A Madagascar, la technologie du drone accélère le processus de règlement de conflit foncier, un des problèmes fondamentaux des paysans malagasy. Les données numériques et cartographiques qu’elle fournit contribuent au développement local.

Au sud-est de Madagascar, à Vohilava Mananjary, les images et les caractéristiques topographiques fournies par le drone ont permis de localiser une exploitation minière illicite chinoise. La vue aérienne dégage un dégât environnemental important faisant apparaître une exploitation non respectueuse des ressources naturelles, de la rivière et des champs d’agriculture des paysans, mais aussi de la coutume locale. La rivière ensablée, l’eau salie, les champs accaparés.

Le cas de Vohilava n’est pas isolé. Des exploitations illégales existent dans beaucoup de localités isolées de la Grande île dont l’accès à la vue n’est rendu possible que par le biais d’un drone, dans la mesure où ces sites sont interdits d’accès à personne et souvent sécurisés par des forces de l’ordre. « Ce sont des dégâts environnementaux excessifs, le drone nous a rendu un grand service », affirme Kotondrajaona Rajoelisolo, secrétaire général du BIMTT (Bureau de liaison des Institutions de Formation Rurale). Dans la commune de Sahanivotry, les photos aériennes ainsi que les données numériques du drone ont permis à la Communauté locale d’interpeler les autorités centrales sur le risque d’inondation de 2000 ha de terrains dans le cadre d’un projet de construction d’un barrage hydroélectrique Farihitsara.

 

Le couplage Drone-Carte 3D, à la rescousse de la gestion foncière

 

Le développement de la Grande île passe impérativement par la gestion rigoureuse et la sécurisation des propriétés foncières. 80% des terrains appartenant aux résidants ne sont ni titrés ni certifiés. La contribution du drone y est fortement attendue. D’une part, la technologie drone a la capacité de fournir des informations rapides, réelles et exactes sur des terrains sujets à des conflits fonciers. Elle accélère le processus et augmente le nombre de titres fonciers attribués. D’autre part, les photos aériennes permettent de mettre à jour très vite les bases de données des cartes en relief MP3D (Modélisation participative en 3D), un outil important pour la gestion foncière : délimitation géographique des frontières, emplacement des ressources naturelles, nombre et type des plants, des maisons… « Les communautés ont fabriqué bons nombre de cartes en relief dans différentes régions du pays dont les données sont à mettre à jour régulièrement. Les drones y sont fort sollicités », renchérit le Secrétaire Général. Faute de mise à jour systématique, les cartes 3D peuvent compromettre leur rôle, celui d’informer, de sensibiliser les villageois à prendre des décisions pour le développement de leur terroir.

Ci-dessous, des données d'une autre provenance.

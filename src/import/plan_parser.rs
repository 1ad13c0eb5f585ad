//! Delimited plan text parser

use std::path::Path;
use std::sync::OnceLock;

use regex::Regex;
use tracing::{debug, info};

use super::{PlanImportConfig, PlanImportError};
use crate::types::{ParsedPlan, PlanMetadata, RawStation};

/// Feet to metres
const FT_TO_M: f64 = 0.3048;

// ============================================================================
// Entry Points
// ============================================================================

/// Parse plan text with default settings.
pub fn parse_plan(source_name: &str, text: &str) -> Result<ParsedPlan, PlanImportError> {
    parse_plan_with(source_name, text, &PlanImportConfig::default())
}

/// Read and parse a plan file. The file name becomes the plan's source name.
pub fn load_plan_file(
    path: impl AsRef<Path>,
    config: &PlanImportConfig,
) -> Result<ParsedPlan, PlanImportError> {
    let path = path.as_ref();
    let text = std::fs::read_to_string(path).map_err(|e| PlanImportError::Io {
        path: path.to_path_buf(),
        source: e,
    })?;
    let source_name = path
        .file_name()
        .map_or_else(|| path.display().to_string(), |n| n.to_string_lossy().into_owned());
    parse_plan_with(&source_name, &text, config)
}

/// Parse plan text.
///
/// Rows come back sorted ascending by MD regardless of file order.
pub fn parse_plan_with(
    source_name: &str,
    text: &str,
    config: &PlanImportConfig,
) -> Result<ParsedPlan, PlanImportError> {
    let mut metadata = PlanMetadata {
        source_name: source_name.to_string(),
        vs_azimuth_deg: None,
    };
    let mut header: Option<(Delimiter, ColumnMap)> = None;
    let mut rows = Vec::new();
    let mut skipped_rows = 0;

    for (idx, raw_line) in text.lines().enumerate() {
        let line = raw_line.trim();
        if line.is_empty() {
            continue;
        }

        let is_comment =
            !config.comment_prefix.is_empty() && line.starts_with(&config.comment_prefix);
        if is_comment || header.is_none() {
            if let Some(azimuth) = parse_vs_azimuth(line) {
                metadata.vs_azimuth_deg = Some(azimuth);
                continue;
            }
        }
        if is_comment {
            continue;
        }

        let (delimiter, columns) = match header {
            Some(found) => found,
            None => {
                let delimiter = config
                    .delimiter
                    .map_or_else(|| Delimiter::detect(line), Delimiter::Char);
                let columns = ColumnMap::from_header(&delimiter.split_header(line));
                let missing = columns.missing();
                if !missing.is_empty() {
                    return Err(PlanImportError::MissingColumns {
                        source_name: source_name.to_string(),
                        missing,
                    });
                }
                header = Some((delimiter, columns));
                continue;
            }
        };

        let fields = delimiter.split(line);
        match columns.parse_row(&fields, delimiter) {
            Ok(row) => rows.push(row),
            Err(column) => {
                skipped_rows += 1;
                debug!(
                    source = source_name,
                    line = idx + 1,
                    column,
                    "Skipping plan row with unparsable value"
                );
            }
        }
    }

    if header.is_none() {
        return Err(PlanImportError::Empty(source_name.to_string()));
    }
    if rows.is_empty() {
        return Err(PlanImportError::NoDataRows(source_name.to_string()));
    }

    rows.sort_by(|a: &RawStation, b: &RawStation| a.md_m.total_cmp(&b.md_m));

    info!(
        source = source_name,
        rows = rows.len(),
        skipped = skipped_rows,
        vs_azimuth_deg = ?metadata.vs_azimuth_deg,
        "Plan imported"
    );

    Ok(ParsedPlan {
        metadata,
        rows,
        skipped_rows,
    })
}

// ============================================================================
// Metadata
// ============================================================================

fn vs_azimuth_regex() -> Option<&'static Regex> {
    static RE: OnceLock<Option<Regex>> = OnceLock::new();
    RE.get_or_init(|| {
        Regex::new(
            r"(?i)\b(?:vs|vertical\s+section)\s*(?:azimuth|azim|azi|az|direction|dir)\b[^0-9+\-.]*([-+]?\d+(?:\.\d+)?)",
        )
        .ok()
    })
    .as_ref()
}

/// Extract a vertical-section azimuth declaration such as `# VS Azimuth: 45.0`.
fn parse_vs_azimuth(line: &str) -> Option<f64> {
    let caps = vs_azimuth_regex()?.captures(line)?;
    caps.get(1)?.as_str().parse::<f64>().ok().filter(|v| v.is_finite())
}

// ============================================================================
// Field Splitting
// ============================================================================

#[derive(Debug, Clone, Copy, PartialEq, Eq)]
enum Delimiter {
    Char(char),
    Whitespace,
}

impl Delimiter {
    /// Pick the separator occurring most often in the header; whitespace if none.
    fn detect(header: &str) -> Self {
        [',', ';', '\t']
            .into_iter()
            .map(|c| (c, header.matches(c).count()))
            .filter(|&(_, n)| n > 0)
            .fold(None, |best: Option<(char, usize)>, cand| match best {
                Some(b) if b.1 >= cand.1 => Some(b),
                _ => Some(cand),
            })
            .map_or(Self::Whitespace, |(c, _)| Self::Char(c))
    }

    fn split(self, line: &str) -> Vec<String> {
        match self {
            Self::Char(c) => quoted_split(line, c),
            Self::Whitespace => line.split_whitespace().map(str::to_string).collect(),
        }
    }

    /// Like `split`, but in whitespace mode a bracketed unit token such as
    /// `(m)` is glued back onto the column name before it.
    fn split_header(self, line: &str) -> Vec<String> {
        let fields = self.split(line);
        if self != Self::Whitespace {
            return fields;
        }
        let mut merged: Vec<String> = Vec::with_capacity(fields.len());
        for field in fields {
            match merged.last_mut() {
                Some(prev) if field.starts_with('(') || field.starts_with('[') => {
                    prev.push(' ');
                    prev.push_str(&field);
                }
                _ => merged.push(field),
            }
        }
        merged
    }
}

/// Split on `delimiter`, respecting double-quoted fields ("" escapes a quote).
fn quoted_split(line: &str, delimiter: char) -> Vec<String> {
    let mut fields = Vec::new();
    let mut current = String::new();
    let mut in_quotes = false;
    let mut chars = line.chars().peekable();

    while let Some(ch) = chars.next() {
        match ch {
            '"' if in_quotes && chars.peek() == Some(&'"') => {
                current.push('"');
                chars.next();
            }
            '"' => in_quotes = !in_quotes,
            c if c == delimiter && !in_quotes => fields.push(std::mem::take(&mut current)),
            c => current.push(c),
        }
    }
    fields.push(current);
    fields
}

/// Parse one numeric cell. Blank, NaN, null, dash and non-finite values give `None`.
fn parse_number(field: &str, delimiter: Delimiter) -> Option<f64> {
    let s = field.trim().trim_matches('"').trim();
    if s.is_empty()
        || s == "-"
        || s.eq_ignore_ascii_case("nan")
        || s.eq_ignore_ascii_case("null")
    {
        return None;
    }

    // Decimal comma, only possible when comma is not the separator
    let value = if delimiter != Delimiter::Char(',') && s.contains(',') && !s.contains('.') {
        s.replace(',', ".").parse::<f64>().ok()
    } else {
        s.parse::<f64>().ok()
    };
    value.filter(|v| v.is_finite())
}

// ============================================================================
// Column Mapping
// ============================================================================

#[derive(Debug, Clone, Copy, PartialEq, Eq)]
enum Column {
    Md,
    Inc,
    Azi,
    Tvd,
    Ns,
    Ew,
    Vs,
}

impl Column {
    const REQUIRED: [Column; 6] = [
        Column::Md,
        Column::Inc,
        Column::Azi,
        Column::Tvd,
        Column::Ns,
        Column::Ew,
    ];

    fn name(self) -> &'static str {
        match self {
            Column::Md => "md",
            Column::Inc => "inc",
            Column::Azi => "azi",
            Column::Tvd => "tvd",
            Column::Ns => "ns",
            Column::Ew => "ew",
            Column::Vs => "vs",
        }
    }

    /// Match a normalized header name against known spellings.
    fn from_name(name: &str) -> Option<Self> {
        let column = match name {
            "md" | "measured depth" | "meas depth" | "mdepth" | "depth" => Column::Md,
            "inc" | "incl" | "inclination" => Column::Inc,
            "azi" | "az" | "azim" | "azimuth" | "azi true" | "azimuth true" | "azi grid"
            | "azimuth grid" => Column::Azi,
            "tvd" | "true vertical depth" => Column::Tvd,
            "ns" | "n/s" | "+n/-s" | "n-s" | "north" | "northing" | "local n" | "dns" => Column::Ns,
            "ew" | "e/w" | "+e/-w" | "e-w" | "east" | "easting" | "local e" | "dew" => Column::Ew,
            "vs" | "vsec" | "v.s." | "vertical section" => Column::Vs,
            _ => return None,
        };
        Some(column)
    }

    /// Length columns get converted from feet; angles never do.
    fn is_length(self) -> bool {
        !matches!(self, Column::Inc | Column::Azi)
    }
}

/// Split a raw header cell into a normalized name and a to-metres factor.
///
/// `"MD (ft)"` → `("md", 0.3048)`, `"TVD_m"` → `("tvd", 1.0)`, `"Azimuth [deg]"` → `("azimuth", 1.0)`.
fn normalize_header(raw: &str) -> (String, f64) {
    let lower = raw.trim().trim_matches('"').to_lowercase();

    let mut base = String::with_capacity(lower.len());
    let mut unit = String::new();
    let mut depth = 0usize;
    for ch in lower.chars() {
        match ch {
            '(' | '[' => depth += 1,
            ')' | ']' => depth = depth.saturating_sub(1),
            c if depth > 0 => unit.push(c),
            c => base.push(c),
        }
    }

    let mut tokens: Vec<&str> = base
        .split(|c: char| c.is_whitespace() || c == '_')
        .filter(|t| !t.is_empty())
        .collect();
    if unit.trim().is_empty() && tokens.len() > 1 {
        if let Some(&last) = tokens.last() {
            if is_unit_token(last) {
                unit = last.to_string();
                tokens.pop();
            }
        }
    }

    let factor = match unit.trim() {
        "ft" | "feet" | "usft" | "ft us" => FT_TO_M,
        _ => 1.0,
    };
    (tokens.join(" "), factor)
}

fn is_unit_token(token: &str) -> bool {
    matches!(
        token,
        "m" | "ft" | "feet" | "usft" | "deg" | "degrees" | "°"
    )
}

/// Column index and to-metres factor
type ColumnSlot = Option<(usize, f64)>;

#[derive(Debug, Clone, Copy, Default)]
struct ColumnMap {
    md: ColumnSlot,
    inc: ColumnSlot,
    azi: ColumnSlot,
    tvd: ColumnSlot,
    ns: ColumnSlot,
    ew: ColumnSlot,
    vs: ColumnSlot,
}

impl ColumnMap {
    fn from_header(fields: &[String]) -> Self {
        let mut map = Self::default();
        for (idx, field) in fields.iter().enumerate() {
            let (name, factor) = normalize_header(field);
            let Some(column) = Column::from_name(&name) else {
                continue;
            };
            let factor = if column.is_length() { factor } else { 1.0 };
            let slot = map.slot_mut(column);
            // First matching header wins
            if slot.is_none() {
                *slot = Some((idx, factor));
            }
        }
        map
    }

    fn slot(&self, column: Column) -> ColumnSlot {
        match column {
            Column::Md => self.md,
            Column::Inc => self.inc,
            Column::Azi => self.azi,
            Column::Tvd => self.tvd,
            Column::Ns => self.ns,
            Column::Ew => self.ew,
            Column::Vs => self.vs,
        }
    }

    fn slot_mut(&mut self, column: Column) -> &mut ColumnSlot {
        match column {
            Column::Md => &mut self.md,
            Column::Inc => &mut self.inc,
            Column::Azi => &mut self.azi,
            Column::Tvd => &mut self.tvd,
            Column::Ns => &mut self.ns,
            Column::Ew => &mut self.ew,
            Column::Vs => &mut self.vs,
        }
    }

    fn missing(&self) -> Vec<&'static str> {
        Column::REQUIRED
            .into_iter()
            .filter(|&c| self.slot(c).is_none())
            .map(Column::name)
            .collect()
    }

    fn value(&self, fields: &[String], column: Column, delimiter: Delimiter) -> Option<f64> {
        let (idx, factor) = self.slot(column)?;
        parse_number(fields.get(idx)?, delimiter).map(|v| v * factor)
    }

    /// Build a row, or name the first required column that failed to parse.
    fn parse_row(
        &self,
        fields: &[String],
        delimiter: Delimiter,
    ) -> Result<RawStation, &'static str> {
        let required = |column: Column| self.value(fields, column, delimiter).ok_or(column.name());

        Ok(RawStation {
            md_m: required(Column::Md)?,
            inc_deg: required(Column::Inc)?,
            azi_deg: required(Column::Azi)?,
            tvd_m: required(Column::Tvd)?,
            ns_m: required(Column::Ns)?,
            ew_m: required(Column::Ew)?,
            vs_m: self.value(fields, Column::Vs, delimiter),
        })
    }
}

Dans cette perspective, le BIMTT a mis en place un programme dénommé « Projet d’Observatoire foncier et des droits à l’alimentation adéquate à Madagascar. » Le projet affirme que l’autosuffisance alimentaire à Madagascar demeure une illusion tant que la question foncière n’est pas réglée. Du coup, la sécurisation foncière devient urgente. Ce programme promeut des activités de renforcement de capacité des paysans à bien maitriser leurs situations et connaitre leurs droits en matière foncière afin de défendre et organiser des activités de plaidoyer aux décideurs à tous les niveaux. Le terme foncier concerne la terre, les ressources minières, l’eau et la forêt. Seulement pendant le 2e semestre 2019, 3000 responsables des Eglises (prêtres, religieuses, catéchistes, pasteurs, presbytères) ont été formés sur les droits fonciers pour accompagner les paysans en cas de violation de droit au niveau des villages. Le projet d’observatoire est piloté par des comités de plaidoyer, installés à chaque niveau communautaire. Au niveau villageois, régional et national. Chaque information sur un cas de litige foncier ou autre est signalée, puis analysée par le comité de plaidoyer villageois (CPV) à la base. Les informations vont ensuite franchir tous les échelons, en passant par les Comités de plaidoyer régionaux (CPR) jusqu’au comité national (CRN), chargé d’élaborer un document de plaidoyer, lequel sera soumis aux instances supérieures nationales ou internationales. Les données précises octroyées par les drones ont encouragé ces comités à publier leurs investigations à travers les médias. Aussi, des émissions télévisées sont programmées chaque semaine dans une chaine appartenant au chef de l’Etat en vue de débattre des problèmes liés à la terre. Grâce à la pertinence et à la fiabilité des informations collectées par les drones, le Service des domaines et de la topographie du Ministère de l’Aménagement du territoire n’a pas hésité à adopter leurs résultats.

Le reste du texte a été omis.